両神山とは埼玉県西部、秩父郡小鹿野(おがの)町の南部と大滝(おおたき)地区の境界にある山で、標高1723メートル。
秩父中・古生層からなる山で、とくに山頂付近は硬いチャートからなるため、山稜(さんりょう)はきわめて急峻(きゅうしゅん)で、特異な山容を呈していました。
山頂直下の両神神社奥社に伊弉諾・伊弉冉尊(いざなぎいざなみのみこと)の二神を祀(まつ)るので両神山とよばれる。奈良時代に役小角(えんのおづぬ)が開山したと伝えられ、江戸時代、修験(しゅげん)者の道場としてにぎわった。
山麓(さんろく)に両神神社、中腹に不動滝があります。

登山口から1時間ほどで八丁峠、さらに1時間ほどで行蔵峠、さらに10分ほどで西岳、更に1時間ほどで東岳と順調です。しかし、しかしなのです。それから先はこれでもか、これでもかと言わんばかりに岩また岩が目の前に立ちふさがり鎖を使っての上り下りの連続でした。
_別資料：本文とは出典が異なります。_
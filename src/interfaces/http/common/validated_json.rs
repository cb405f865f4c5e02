//! Validated JSON extractor for Axum
//!
//! `ValidatedJson<T>` works like `axum::Json<T>`, but additionally runs
//! `validator::Validate::validate()` on the deserialized value.
//! On validation failure it returns an automatic 422 response with
//! structured field-level error details.

use axum::extract::rejection::JsonRejection;
use axum::extract::FromRequest;
use axum::http::StatusCode;
use axum::response::{IntoResponse, Response};
use axum::Json;
use serde::de::DeserializeOwned;
use validator::Validate;

use super::ApiResponse;

/// An extractor that deserializes JSON and validates it.
///
/// # Usage
///
/// ```ignore
/// use validator::Validate;
///
/// #[derive(Deserialize, Validate)]
/// struct RejectBody {
///     #[validate(length(min = 1, max = 1000))]
///     damage_notes: String,
/// }
///
/// async fn handler(ValidatedJson(body): ValidatedJson<RejectBody>) {
///     // `body` is guaranteed to pass validation
/// }
/// ```
pub struct ValidatedJson<T>(pub T);

/// Error type for `ValidatedJson` extraction failures.
pub enum ValidatedJsonRejection {
    /// JSON parsing failed.
    JsonError(JsonRejection),
    /// Validation failed.
    ValidationError(validator::ValidationErrors),
}

impl IntoResponse for ValidatedJsonRejection {
    fn into_response(self) -> Response {
        match self {
            Self::JsonError(rejection) => {
                let body = ApiResponse::<()>::error(format!("Invalid JSON: {}", rejection));
                (StatusCode::BAD_REQUEST, Json(body)).into_response()
            }
            Self::ValidationError(errors) => {
                let field_errors: Vec<String> = errors
                    .field_errors()
                    .iter()
                    .flat_map(|(field, errs)| {
                        errs.iter().map(move |e| {
                            let msg = e
                                .message
                                .as_ref()
                                .map(|m| m.to_string())
                                .unwrap_or_else(|| format!("{:?}", e.code));
                            format!("{}: {}", field, msg)
                        })
                    })
                    .collect();

                let message = if field_errors.is_empty() {
                    "Validation failed".to_string()
                } else {
                    field_errors.join("; ")
                };

                let body = ApiResponse::<()>::error(message);
                (StatusCode::UNPROCESSABLE_ENTITY, Json(body)).into_response()
            }
        }
    }
}

impl<S, T> FromRequest<S> for ValidatedJson<T>
where
    T: DeserializeOwned + Validate,
    S: Send + Sync,
{
    type Rejection = ValidatedJsonRejection;

    async fn from_request(
        req: axum::extract::Request,
        state: &S,
    ) -> Result<Self, Self::Rejection> {
        let Json(value) = Json::<T>::from_request(req, state)
            .await
            .map_err(ValidatedJsonRejection::JsonError)?;

        value
            .validate()
            .map_err(ValidatedJsonRejection::ValidationError)?;

        Ok(ValidatedJson(value))
    }
}

// ── Tests ──────────────────────────────────────────────────────

#[cfg(test)]
mod tests {
    use super::*;
    use axum::body::Body;
    use axum::http::{Request, StatusCode};
    use axum::routing::post;
    use axum::Router;
    use serde::Deserialize;
    use validator::Validate;

    #[derive(Debug, Deserialize, Validate)]
    struct TestBody {
        #[validate(length(min = 1, max = 1000))]
        damage_notes: String,
    }

    async fn handler(ValidatedJson(_body): ValidatedJson<TestBody>) -> &'static str {
        "ok"
    }

    fn app() -> Router {
        Router::new().route("/test", post(handler))
    }

    async fn send(req: Request<Body>) -> axum::http::Response<Body> {
        use tower::Service;
        let mut svc = app();
        svc.call(req).await.unwrap()
    }

    #[tokio::test]
    async fn valid_body_returns_ok() {
        let body = serde_json::json!({"damage_notes": "broken window"});
        let req = Request::builder()
            .method("POST")
            .uri("/test")
            .header("content-type", "application/json")
            .body(Body::from(serde_json::to_vec(&body).unwrap()))
            .unwrap();

        let resp = send(req).await;
        assert_eq!(resp.status(), StatusCode::OK);
    }

    #[tokio::test]
    async fn invalid_json_returns_400() {
        let req = Request::builder()
            .method("POST")
            .uri("/test")
            .header("content-type", "application/json")
            .body(Body::from("not json"))
            .unwrap();

        let resp = send(req).await;
        assert_eq!(resp.status(), StatusCode::BAD_REQUEST);
    }

    #[tokio::test]
    async fn empty_required_field_returns_422() {
        let body = serde_json::json!({"damage_notes": ""});
        let req = Request::builder()
            .method("POST")
            .uri("/test")
            .header("content-type", "application/json")
            .body(Body::from(serde_json::to_vec(&body).unwrap()))
            .unwrap();

        let resp = send(req).await;
        assert_eq!(resp.status(), StatusCode::UNPROCESSABLE_ENTITY);
    }
}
「ふ〜っ!聞いてはいたけど難易度の高い山やね」岩場の好きな姫も閉口しそうなぐらいの、しかし面白い山容の登りごたえのある山の様です。
 登りのタイムスケジュール
05:35   八丁トンネル
06:25   八丁峠
07:23   行蔵峠
07:38   西岳
08:53   東岳
09:36   両神山
10:20  
10:55   東岳
12:43   西岳
12:57    行蔵峠
 (この間道迷いグルグル)
15:00    八丁トンネル
八丁トンネルでテント泊  此処のトイレはすごく綺麗です 
朝陽を浴びて一日が始まります
鎖場が次から次へと続きます
若者達に追い越されることなく頂上に着いたのが午前9時30分過ぎで順調に登ってきたことになります。この調子で行けば遅くとも2時には駐車場に帰れる予定です。頂上で長めの休憩を取り、富士山にも挨拶を済ませゆっくり眺めを楽しんでいると若者達が登ってきました。白井差小屋コースから来たと言う男性もひとりで山頂の風景に酔いしれていました。「八丁トンネルに下山ですか?」と聞くと「とんでもない。私には無理です」と言い残して同じ道を下って行かれました。 
両神山の山頂です
ルートの探索に厳しい岩尾根を進みます
 懸垂下降で降りるのが安全です…ただし間違った使い方は厳禁
下山しはじめてすぐに祠の様な碑の様な建造物が目に入り、私が様子を伺いに行くことになりました。「あかんっ!ここはルートではありません。お参りするだけです。引き返します」とは言ったものの切り立った岩肌は容赦なく恐怖というお土産を私に持たせようとしていました。「え〜っ!どうして降りたらええのっ?」そう言いながらも自力で抜けるしか方法はなくやっとの思いで、みんなのいる場所に戻ることが出来ました。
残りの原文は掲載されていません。